Rainer,Gerhard Rümmler

geboren am: 02.07.1929
gestorben am: 16.06.2004

 

Architekt
 
Nach dem Abitur am Freiherr-vom-Stein-Gymnasium studierte Rümmler von 1948 bis 1954 Architektur an der TU Berlin. Seine Lehrer waren u.a. W illy Kreuer, Hans Hertlein und Hans Scharoun. Seit 1955 war er dann als Referendar beim Senat von Berlin tätig. Drei Jahre später legte er sein 2. Staatsexamen ab und arbeitete anschließend von1959 bis 1964 zunächst als stellvertretender Leiter der Entwurfsabteilung der Senatsbauverwaltung und danach bis zu seinem Ausscheiden 1994 als deren Leiter. Von 1966 bis 1996 ist Rümmler maßgeblich am Ausbau des Berliner U-Bahnnetzes beteiligt. Die meisten der in diesen 30 Jahren entstandenen Berliner U-Bahnhöfe tragen seine Handschrift.

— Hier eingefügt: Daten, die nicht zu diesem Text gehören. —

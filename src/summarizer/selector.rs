//! Frequency-based sentence selection
//!
//! Ranks scored sentences by descending score and keeps the top N.
//! The sort is stable, so sentences with equal scores stay in the
//! order they were first scored. The selection is NOT put back into
//! document order.

use crate::domain::error::SummarizeError;
use crate::domain::summary::{ScoredSentence, Summary};
use crate::domain::traits::Summarizer;
use crate::nlp::sentences::split_sentences;
use crate::nlp::stopwords::StopwordFilter;
use crate::nlp::words::tokenize;
use crate::summarizer::frequency::FrequencyTable;
use crate::summarizer::scorer::{score_sentences, MatchMode};

/// Extractive summarizer scoring sentences by word frequency
#[derive(Debug, Clone, Default)]
pub struct FrequencySummarizer {
    stopwords: StopwordFilter,
    match_mode: MatchMode,
}

impl FrequencySummarizer {
    /// Create a summarizer with the given stopword set
    pub fn new(stopwords: StopwordFilter) -> Self {
        Self {
            stopwords,
            match_mode: MatchMode::default(),
        }
    }

    /// Choose how table words are matched against sentences
    pub fn with_match_mode(mut self, match_mode: MatchMode) -> Self {
        self.match_mode = match_mode;
        self
    }

    /// Score every sentence of `text`, in first-appearance order
    pub fn score(&self, text: &str) -> Vec<ScoredSentence> {
        let table = FrequencyTable::build(tokenize(text), &self.stopwords);
        tracing::debug!(
            "Frequency table: {} words, top {:?}",
            table.len(),
            table.top(5)
        );
        if table.is_empty() {
            tracing::debug!("No content words, nothing to score");
            return Vec::new();
        }

        let sentences = split_sentences(text);
        let scored = score_sentences(&sentences, &table, self.match_mode);
        tracing::debug!(
            "Scored {} of {} sentences",
            scored.len(),
            sentences.len()
        );
        scored
    }
}

impl Summarizer for FrequencySummarizer {
    fn summarize(&self, text: &str, max_sentences: usize) -> Result<Summary, SummarizeError> {
        if text.trim().is_empty() {
            return Err(SummarizeError::EmptyInput);
        }

        let selected = select_top(self.score(text), max_sentences);
        let summary = Summary::new(selected);

        // Selected sentences are trimmed and non-empty, so an empty
        // selection is the only way to get a blank summary
        if summary.is_empty() {
            return Err(SummarizeError::Unsummarizable);
        }

        tracing::info!(
            "Selected {} sentences (max {})",
            summary.len(),
            max_sentences
        );
        Ok(summary)
    }
}

/// Stable sort by descending score, then keep the first `n`
pub fn select_top(mut scored: Vec<ScoredSentence>, n: usize) -> Vec<ScoredSentence> {
    scored.sort_by(|a, b| b.score.cmp(&a.score));
    scored.truncate(n);
    scored
}
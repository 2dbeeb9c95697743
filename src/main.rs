mod application;
mod cli;
mod data;
mod domain;
mod infra;
mod nlp;
mod summarizer;

use clap::Parser;
use cli::Cli;
use std::process::ExitCode;
use tracing_subscriber::EnvFilter;

fn main() -> ExitCode {
    let cli = Cli::parse();

    let default_directive = if cli.verbose {
        "pdf_summarizer=debug"
    } else {
        "pdf_summarizer=info"
    };
    tracing_subscriber::fmt()
        .with_env_filter(
            EnvFilter::try_from_default_env().unwrap_or_else(|_| EnvFilter::new(default_directive)),
        )
        .with_writer(std::io::stderr)
        .init();

    match cli.run() {
        Ok(()) => ExitCode::SUCCESS,
        Err(e) => {
            eprintln!("{e:#}");
            ExitCode::FAILURE
        }
    }
}
// ============================================================
// Layer 1 — CLI Commands and Arguments
// ============================================================
// Defines the three subcommands: `summarize`, `extract` and
// `config`, and all their configurable flags.
//
// clap's derive macros automatically generate:
//   - help text (--help)
//   - error messages for missing args
//   - range checks (--max-sentences 1..=50)
//
// Reference: Rust Book §12 (Building a CLI Program)

use anyhow::Result;
use clap::{Args, Subcommand, ValueEnum};
use std::path::PathBuf;

use crate::application::config::AppConfig;
use crate::infra::config_store::ConfigStore;
use crate::infra::upload::UploadSource;
use crate::nlp::stopwords::StopwordList;
use crate::summarizer::scorer::MatchMode;

/// The top-level subcommands available to the user
#[derive(Subcommand, Debug)]
pub enum Commands {
    /// Extract a PDF's text and print a frequency-based summary
    Summarize(SummarizeArgs),

    /// Extract a PDF's text without summarising it
    Extract(ExtractArgs),

    /// Print (or write) the effective configuration
    Config(ConfigArgs),
}

#[derive(ValueEnum, Clone, Copy, Debug, PartialEq, Eq)]
pub enum OutputFormat {
    Text,
    Json,
}

/// Built-in stopword list, as spelled on the command line
#[derive(ValueEnum, Clone, Copy, Debug, PartialEq, Eq)]
pub enum StopwordArg {
    Nltk,
    Iso,
}

impl From<StopwordArg> for StopwordList {
    fn from(a: StopwordArg) -> Self {
        match a {
            StopwordArg::Nltk => StopwordList::Nltk,
            StopwordArg::Iso => StopwordList::Iso,
        }
    }
}

/// Word matching rule, as spelled on the command line
#[derive(ValueEnum, Clone, Copy, Debug, PartialEq, Eq)]
pub enum MatchArg {
    Substring,
    Token,
}

impl From<MatchArg> for MatchMode {
    fn from(a: MatchArg) -> Self {
        match a {
            MatchArg::Substring => MatchMode::Substring,
            MatchArg::Token => MatchMode::Token,
        }
    }
}

/// Flags that feed AppConfig. Shared by `summarize` and `config`.
/// Anything left unset falls back to the config file, then to
/// the built-in defaults.
#[derive(Args, Debug, Default)]
pub struct SettingsArgs {
    /// JSON config file to start from
    #[arg(long)]
    pub config: Option<PathBuf>,

    /// Maximum number of sentences in the summary [default: 10]
    #[arg(long, value_parser = clap::value_parser!(u16).range(1..=50))]
    pub max_sentences: Option<u16>,

    /// NLTK-style data directory (reads corpora/stopwords/english)
    #[arg(long)]
    pub resource_dir: Option<PathBuf>,

    /// Built-in stopword list used when no resource dir is given
    #[arg(long, value_enum)]
    pub stopwords: Option<StopwordArg>,

    /// How summary words are matched inside sentences
    #[arg(long, value_enum)]
    pub match_mode: Option<MatchArg>,
}

impl SettingsArgs {
    /// Defaults → config file → CLI flags
    pub fn resolve(&self) -> Result<AppConfig> {
        let base = match &self.config {
            Some(path) => ConfigStore::load(path)?,
            None => AppConfig::default(),
        };
        Ok(self.apply(base))
    }

    /// Overlay the flags that were actually given onto `config`
    pub fn apply(&self, mut config: AppConfig) -> AppConfig {
        if let Some(n) = self.max_sentences {
            config.max_sentences = usize::from(n);
        }
        if let Some(dir) = &self.resource_dir {
            config.resource_dir = Some(dir.clone());
        }
        if let Some(list) = self.stopwords {
            config.stopwords = list.into();
        }
        if let Some(mode) = self.match_mode {
            config.match_mode = mode.into();
        }
        config
    }
}

/// All arguments for the `summarize` command
#[derive(Args, Debug)]
pub struct SummarizeArgs {
    /// PDF to summarise, or "-" to read it from stdin
    #[arg(long, value_parser = parse_upload)]
    pub file: UploadSource,

    /// Output format
    #[arg(long, value_enum, default_value_t = OutputFormat::Text)]
    pub format: OutputFormat,

    /// Leave the extracted text out of the output
    #[arg(long)]
    pub no_text: bool,

    #[command(flatten)]
    pub settings: SettingsArgs,
}

/// All arguments for the `extract` command
#[derive(Args, Debug)]
pub struct ExtractArgs {
    /// PDF to read, or "-" to read it from stdin
    #[arg(long, value_parser = parse_upload)]
    pub file: UploadSource,

    /// Output format
    #[arg(long, value_enum, default_value_t = OutputFormat::Text)]
    pub format: OutputFormat,
}

/// All arguments for the `config` command
#[derive(Args, Debug)]
pub struct ConfigArgs {
    /// Write the config here instead of printing it
    #[arg(long)]
    pub write: Option<PathBuf>,

    #[command(flatten)]
    pub settings: SettingsArgs,
}

fn parse_upload(arg: &str) -> Result<UploadSource, String> {
    if arg.is_empty() {
        return Err("expected a file path or '-'".to_string());
    }
    Ok(UploadSource::parse(arg))
}
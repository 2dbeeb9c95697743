// ============================================================
// Layer 6 — Upload Handling
// ============================================================
// The PDF loader needs a real file path, but an upload is just
// bytes (read from a file argument or from stdin). This module
// bridges the two:
//
//   UploadSource — where the bytes come from
//   TempUpload   — the bytes written to a temporary .pdf file
//
// TempUpload owns a tempfile::NamedTempFile, so the file is
// deleted when the guard is dropped, on the error path as
// well as the success path. `close()` removes it eagerly and
// reports a failed delete.
//
// Reference: tempfile crate documentation
//            Rust Book §15 (Drop trait)

use anyhow::{Context, Result};
use std::{
    fs,
    io::{self, Read, Write},
    path::{Path, PathBuf},
};
use tempfile::NamedTempFile;

use crate::domain::error::{ExtractError, PipelineError};

/// Where the uploaded PDF bytes come from.
#[derive(Debug, Clone, PartialEq, Eq)]
pub enum UploadSource {
    /// A file on disk
    Path(PathBuf),
    /// Standard input
    Stdin,
}

impl UploadSource {
    /// "-" means stdin, anything else is a path
    pub fn parse(arg: &str) -> Self {
        if arg == "-" {
            Self::Stdin
        } else {
            Self::Path(PathBuf::from(arg))
        }
    }

    /// Human-readable name used in logs and reports
    pub fn name(&self) -> String {
        match self {
            Self::Path(p) => p
                .file_name()
                .and_then(|n| n.to_str())
                .unwrap_or("unknown")
                .to_string(),
            Self::Stdin => "<stdin>".to_string(),
        }
    }

    /// Read all upload bytes.
    ///
    /// A missing input file surfaces as the pipeline's own
    /// NotFound error so the user sees the usual message.
    pub fn read(&self) -> Result<Vec<u8>> {
        match self {
            Self::Path(path) => match fs::read(path) {
                Ok(bytes) => Ok(bytes),
                Err(e) if e.kind() == io::ErrorKind::NotFound => {
                    Err(PipelineError::from(ExtractError::NotFound { path: path.clone() }).into())
                }
                Err(e) => {
                    Err(e).with_context(|| format!("Cannot read upload '{}'", path.display()))
                }
            },
            Self::Stdin => read_all(io::stdin().lock()).context("Cannot read upload from stdin"),
        }
    }

    /// Read the upload, write it to a temporary file, run `f` on
    /// that file's path, then remove the file whatever `f` returned.
    pub fn process<T, E>(&self, f: impl FnOnce(&Path) -> std::result::Result<T, E>) -> Result<T>
    where
        E: std::error::Error + Send + Sync + 'static,
    {
        let bytes = self.read()?;
        process_bytes(&self.name(), &bytes, f)
    }
}

fn read_all(mut reader: impl Read) -> io::Result<Vec<u8>> {
    let mut bytes = Vec::new();
    reader.read_to_end(&mut bytes)?;
    Ok(bytes)
}

/// Write `bytes` to a temporary file, run `f` on it, then remove it
fn process_bytes<T, E>(
    name: &str,
    bytes: &[u8],
    f: impl FnOnce(&Path) -> std::result::Result<T, E>,
) -> Result<T>
where
    E: std::error::Error + Send + Sync + 'static,
{
    tracing::info!("Processing upload '{}' ({} bytes)", name, bytes.len());

    let temp = TempUpload::from_bytes(bytes)?;
    let outcome = f(temp.path());

    // Cleanup failures are logged, never allowed to hide the outcome
    if let Err(e) = temp.close() {
        tracing::warn!("{e:#}");
    }

    Ok(outcome?)
}

/// Uploaded bytes materialised as a temporary file.
/// The file is removed when this value is dropped.
pub struct TempUpload {
    file: NamedTempFile,
}

impl TempUpload {
    /// Write `bytes` to a fresh temporary `.pdf` file
    pub fn from_bytes(bytes: &[u8]) -> Result<Self> {
        let mut file = tempfile::Builder::new()
            .prefix("pdf-summarizer-")
            .suffix(".pdf")
            .tempfile()
            .context("Cannot create temporary upload file")?;

        file.write_all(bytes)
            .and_then(|_| file.flush())
            .context("Cannot write temporary upload file")?;

        tracing::debug!(
            "Wrote {} upload bytes to '{}'",
            bytes.len(),
            file.path().display()
        );
        Ok(Self { file })
    }

    pub fn path(&self) -> &Path {
        self.file.path()
    }

    /// Delete the temporary file now, reporting any failure
    pub fn close(self) -> Result<()> {
        let path = self.file.path().to_path_buf();
        self.file
            .close()
            .with_context(|| format!("Cannot remove temporary upload '{}'", path.display()))?;
        tracing::debug!("Removed temporary upload '{}'", path.display());
        Ok(())
    }
}
// ============================================================
// Layer 2 — ExtractUseCase
// ============================================================
// Text extraction on its own, without summarising:
//
//   Step 1: Read the upload and write a temp .pdf   (Layer 6 - infra)
//   Step 2: Extract the text of every page          (Layer 4 - data)
//   Step 3: Remove the temporary file               (Layer 6 - infra)

use anyhow::Result;

use crate::data::loader::PdfLoader;
use crate::domain::document::Document;
use crate::domain::traits::TextExtractor;
use crate::infra::upload::UploadSource;

pub struct ExtractUseCase<E = PdfLoader> {
    extractor: E,
}

impl ExtractUseCase {
    pub fn new() -> Self {
        Self::with_extractor(PdfLoader::new())
    }
}

impl Default for ExtractUseCase {
    fn default() -> Self {
        Self::new()
    }
}

impl<E: TextExtractor> ExtractUseCase<E> {
    pub fn with_extractor(extractor: E) -> Self {
        Self { extractor }
    }

    /// Extract the upload's text, labelled with the upload's name
    pub fn execute(&self, upload: &UploadSource) -> Result<Document> {
        let source = upload.name();
        let document = upload.process(|path| self.extractor.extract(path))?;
        Ok(document.with_source(source))
    }
}

#[cfg(test)]
mod tests {
    use super::*;
    use crate::domain::error::ExtractError;
    use std::fs;
    use std::path::Path;

    struct Echo;

    impl TextExtractor for Echo {
        fn extract(&self, path: &Path) -> Result<Document, ExtractError> {
            let text = fs::read_to_string(path).map_err(ExtractError::failure)?;
            Ok(Document::new("tmp.pdf", text))
        }
    }

    #[test]
    fn test_document_is_named_after_upload() {
        let dir = tempfile::tempdir().unwrap();
        let input = dir.path().join("notes.pdf");
        fs::write(&input, "Page one.").unwrap();

        let doc = ExtractUseCase::with_extractor(Echo)
            .execute(&UploadSource::Path(input))
            .unwrap();
        assert_eq!(doc.source, "notes.pdf");
        assert_eq!(doc.text, "Page one.");
    }

    #[test]
    fn test_real_loader_rejects_non_pdf() {
        let dir = tempfile::tempdir().unwrap();
        let input = dir.path().join("fake.pdf");
        fs::write(&input, "plain text").unwrap();

        let err = ExtractUseCase::new().execute(&UploadSource::Path(input)).unwrap_err();
        assert!(err.to_string().starts_with("An error occurred: "));
    }
}
// ============================================================
// Layer 3 — Pipeline Error Types
// ============================================================
// Every way a request can fail, as a typed value.
//
//   ExtractError   — what can go wrong turning a file into text
//   SummarizeError — what can go wrong turning text into a summary
//   PipelineError  — either of the above, for callers that run both
//
// None of these represent a crash. A corrupt PDF, an image-only
// scan, an empty document: all are ordinary outcomes the caller
// reports to the user. The Display text of each variant is the
// message the user sees.
//
// Reference: thiserror crate documentation
//            Rust Book §9 (Recoverable Errors with Result)

use std::path::PathBuf;

use thiserror::Error;

/// Failures while reading text out of a PDF.
#[derive(Debug, Error, Clone, PartialEq, Eq)]
pub enum ExtractError {
    /// The path handed to the extractor does not exist
    #[error("Error: File '{}' not found.", path.display())]
    NotFound { path: PathBuf },

    /// The PDF could not be parsed (corrupt, encrypted, unsupported, ...)
    #[error("An error occurred: {cause}")]
    ExtractionFailure { cause: String },

    /// Parsing worked but no page produced any usable text
    #[error("No readable text found in the PDF.")]
    NoReadableText,
}

impl ExtractError {
    /// Shorthand for wrapping any displayable cause
    pub fn failure(cause: impl std::fmt::Display) -> Self {
        Self::ExtractionFailure { cause: cause.to_string() }
    }
}

/// Failures while summarising extracted text.
#[derive(Debug, Error, Clone, PartialEq, Eq)]
pub enum SummarizeError {
    /// Input text was empty or whitespace only
    #[error("No content to summarize.")]
    EmptyInput,

    /// No sentence scored above zero, so nothing could be selected
    #[error("The text could not be summarized meaningfully.")]
    Unsummarizable,
}

/// Any failure from the extract-then-summarise pipeline.
#[derive(Debug, Error, Clone, PartialEq, Eq)]
pub enum PipelineError {
    #[error(transparent)]
    Extract(#[from] ExtractError),

    #[error(transparent)]
    Summarize(#[from] SummarizeError),
}

#[cfg(test)]
mod tests {
    use super::*;

    #[test]
    fn test_messages_match_user_facing_text() {
        let not_found = ExtractError::NotFound { path: PathBuf::from("missing.pdf") };
        assert_eq!(not_found.to_string(), "Error: File 'missing.pdf' not found.");
        assert_eq!(
            ExtractError::failure("bad xref").to_string(),
            "An error occurred: bad xref"
        );
        assert_eq!(
            ExtractError::NoReadableText.to_string(),
            "No readable text found in the PDF."
        );
        assert_eq!(SummarizeError::EmptyInput.to_string(), "No content to summarize.");
        assert_eq!(
            SummarizeError::Unsummarizable.to_string(),
            "The text could not be summarized meaningfully."
        );
    }

    #[test]
    fn test_pipeline_error_is_transparent() {
        let err: PipelineError = SummarizeError::EmptyInput.into();
        assert_eq!(err.to_string(), "No content to summarize.");
        assert!(matches!(err, PipelineError::Summarize(SummarizeError::EmptyInput)));
    }
}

R. Rümmler unterschied sich von seinen Vorgängern darin, dass er U-Bahnhöfe nicht als reine Zweckbauten betrachtete. So sind „seine“ Bahnhöfe auf der Verlängerung U 7 in Richtung Spandau oder auch der verlängerten U 8 von der Osloer Straße bis Wittenau Einzelkunstwerke, die sich durch besondere Farbgestaltung und Materialien für die Gestaltung der Oberflächen auszeichnen. Ein Höhepunkt seines Schaffens war die Gestaltung des U-Bahnhofs Paulsternstraße (Spandau). Die Decke ziert ein blauer Sternenhimmel und die Wände sind mit Blumen-und Sonnenmustern verziert. Das traf allerdings nicht jedermanns Geschmack. Neben den U-Bahnhöfen entwarf der Architekt u.a. auch die Feuerwachen in Kladow und Wannsee, den Neubau des Landgerichts am Tegeler Weg sowie die heute unter Denkmalschutz stehende Raststätte Dreilinden. Gerhard Rümmler starb im Alter von 74 Jahren. Er wurde auf dem Spandauer Friedhof „In den Kisseln“ beigesetzt.